To grade a pattern so it will fit different sizes, refer to the illustrations and instructions below and the two charts that follow. For a general explanation of pattern grading, see the article Making Sense of Pattern Grading.
Making the cut
There are five basic pattern pieces: bodice front, bodice back, skirt or pants front, skirt or pants back, and sleeve. Each pattern piece has several vertical and horizontal cut lines, which correspond to measurements on the pattern grading chart at the bottom of this post.
These illustrations show where to cut a pattern so that it can be graded for both circumference (vertical cuts) and length (horizontal cuts). A few simple calculations determine how much to spread/overlap at each cut line.
These standard cut lines are placed in approximate locations where the body “grows” or “shrinks.” Vertical cut lines are always parallel to CF or CB (or sleeve’s grainline), and horizontal cut lines are perpendicular to CF or CB (or sleeve’s grainline). A cut line may pass across a dart but shouldn’t intersect a dart lengthwise (this changes size of dart, thereby altering garment’s overall shape).
Making the grade
1. Establish overall grade (difference between pattern’s measurements and body measurements).
2. Divide overall grade by 4 to get allocated grade. This distributes overall grade among four parts of body or pattern (left and right front, and left and right back).
3. Divide allocated grade among the cut lines on the pattern piece (see illustrations above) by following cut line’s formula in pattern grading chart on the bottom of this post. Calculate it yourself, or use the calculated amounts for commonly used grades.

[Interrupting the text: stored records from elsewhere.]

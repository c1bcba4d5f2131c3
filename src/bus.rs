//! Linux SocketCAN frame source.
//!
//! The reader runs on its own thread and only forwards frames as [`Event`]s,
//! the battery state itself stays with whoever consumes the channel.

use std::sync::mpsc::SyncSender;
use std::thread::{self, JoinHandle};
use std::time::Duration;

use socketcan::{CanFrame, CanSocket, EmbeddedFrame, Frame, Socket};

use crate::{Event, Result};

/// Pause after a failed read before trying again.
const READ_ERROR_BACKOFF: Duration = Duration::from_secs(1);

/// Opens `interface` and forwards every received data frame into `events`.
///
/// The thread ends once the receiving side of `events` is dropped.
pub fn spawn_reader(interface: &str, events: SyncSender<Event>) -> Result<JoinHandle<()>> {
    let socket = CanSocket::open(interface)?;
    log::info!("Listening on CAN interface {interface}");

    let handle = thread::Builder::new()
        .name(format!("can-{interface}"))
        .spawn(move || loop {
            match socket.read_frame() {
                Ok(CanFrame::Data(frame)) => {
                    if EmbeddedFrame::is_extended(&frame) {
                        log::trace!("Ignoring extended frame {:#x}", frame.raw_id());
                        continue;
                    }
                    let data = EmbeddedFrame::data(&frame);
                    log::trace!("rx {:#05x} {data:02X?}", frame.raw_id());
                    let event = Event::Frame {
                        id: frame.raw_id(),
                        data: data.to_vec(),
                    };
                    if events.send(event).is_err() {
                        log::debug!("Event loop gone, stopping CAN reader");
                        break;
                    }
                }
                Ok(frame) => log::trace!("Ignoring non-data frame {frame:?}"),
                Err(err) => {
                    log::error!("Cannot read from CAN socket: {err}");
                    thread::sleep(READ_ERROR_BACKOFF);
                }
            }
        })?;
    Ok(handle)
}
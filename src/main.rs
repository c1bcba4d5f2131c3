use anyhow::{Context, Result};
use canbms_lib::publish::Publisher;
use canbms_lib::telemetry::Telemetry;
use canbms_lib::Controller;
use clap::Parser;
use flexi_logger::{Logger, LoggerHandle};
use log::*;
use std::{ops::Deref, panic, sync::mpsc};

mod commandline;
mod daemon;
mod mqtt;

use commandline::{CliArgs, MqttFormat, Output};

/// Frames buffered between the CAN reader and the event loop.
const EVENT_QUEUE_CAPACITY: usize = 256;

fn logging_init(loglevel: LevelFilter) -> LoggerHandle {
    let log_handle = Logger::try_with_env_or_str(loglevel.as_str())
        .expect("Cannot init logging")
        .start()
        .expect("Cannot start logging");

    panic::set_hook(Box::new(|panic_info| {
        let (filename, line, column) = panic_info
            .location()
            .map(|loc| (loc.file(), loc.line(), loc.column()))
            .unwrap_or(("<unknown>", 0, 0));
        let cause = panic_info
            .payload()
            .downcast_ref::<String>()
            .map(String::deref);
        let cause = cause.unwrap_or_else(|| {
            panic_info
                .payload()
                .downcast_ref::<&str>()
                .copied()
                .unwrap_or("<cause unknown>")
        });

        error!(
            "Thread '{}' panicked at {}:{}:{}: {}",
            std::thread::current().name().unwrap_or("<unknown>"),
            filename,
            line,
            column,
            cause
        );
    }));
    log_handle
}

fn main() -> Result<()> {
    let args = CliArgs::parse();

    let _log_handle = logging_init(args.verbose.log_level_filter());

    let controller = Controller::new(args.controller_config());

    let telemetry = match &args.telemetry_config {
        Some(config_file) => {
            let config = mqtt::MqttConfig::load(config_file)
                .with_context(|| format!("Failed to open telemetry config file at '{config_file}'"))?;
            let publisher = mqtt::MqttPublisher::new(config, MqttFormat::Simple)
                .with_context(|| "Failed to create telemetry publisher")?;
            let topic = publisher.topic().to_string();
            info!("Telemetry publisher created for topic {topic}");
            Some(Telemetry::new(publisher, &topic))
        }
        None => None,
    };

    let (tx, rx) = mpsc::sync_channel(EVENT_QUEUE_CAPACITY);
    let _reader = canbms_lib::bus::spawn_reader(&args.interface, tx)
        .with_context(|| format!("Cannot open CAN interface '{}'", args.interface))?;

    match &args.output {
        Output::Console => daemon::run(
            controller,
            rx,
            Publisher::new(daemon::ConsoleSink),
            telemetry,
            args.interval,
        ),
        Output::Mqtt {
            config_file,
            format,
        } => {
            let config = mqtt::MqttConfig::load(config_file)
                .with_context(|| format!("Failed to open MQTT config file at '{config_file}'"))?;
            info!("Successfully loaded MQTT config from {config_file}: {config:?}");
            let publisher = mqtt::MqttPublisher::new(config, format.clone())
                .with_context(|| "Failed to create MQTT publisher")?;
            info!("MQTT Publisher created successfully.");
            daemon::run(
                controller,
                rx,
                Publisher::new(publisher),
                telemetry,
                args.interval,
            )
        }
    }
}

4. Slash along cut lines and spread or overlap by the required amount along each cut line.
5. Blend gaps if the pattern was spread; split the difference if overlapped. Trace the graded piece onto clean paper, and transfer the grainline and notches.
Example:
Overall grade: 8 inches
Allocated grade: one-quarter of 8 inches = 2 inches
Formula for line 1 (one-quarter of allocated grade): one-quarter of 2 inches = 1/2-inch spread
Garment size chart
This chart represents a consensus of pattern company and apparel manufacturer sizing. If you aren’t fitting a specific person, you can use it as a guide for grading up or down.
Size 4
Bust 32
Waist 24
Hip 34
Size 6
Bust 33
Waist 25
Hip 35
Size 8
Bust 34
Waist 26
Hip 36
Size 10
Bust 35-1/2
Waist 27-1/2
Hip 37-1/2
Size 12
Bust 37
Waist 29
Hip 39
Size 14
Bust 38-1/2
Waist 30-1/2
Hip 40-1/2
Size 16
Bust 40-1/2
Waist 32-1/2
Hip 42-1/2
Size 18
Bust 42-1/2
Waist 34-1/2
Hip 44-1/2
Size 20
Bust 44-1/2
Waist 36-1/2
Hip 46-1/2
Pattern grading chart
On this chart you’ll find the location of each cut line shown in the illustrations above, along with the amount to spread/overlap at each for a 1-inch, 1-1/2-inch, or 2-inch overall grade. In the formula column you’ll see the portion of the allocated grade (AG) distributed to each cut line.
Written by Terry Horlamus and excerpted from Threads #101, pp. 66-70
Illustrations: Linda Boston
What a great refresh!!!
This is a great reference. I have a question regarding the Bodice front/back AG- why is line 1/line 6 1/4 of AG?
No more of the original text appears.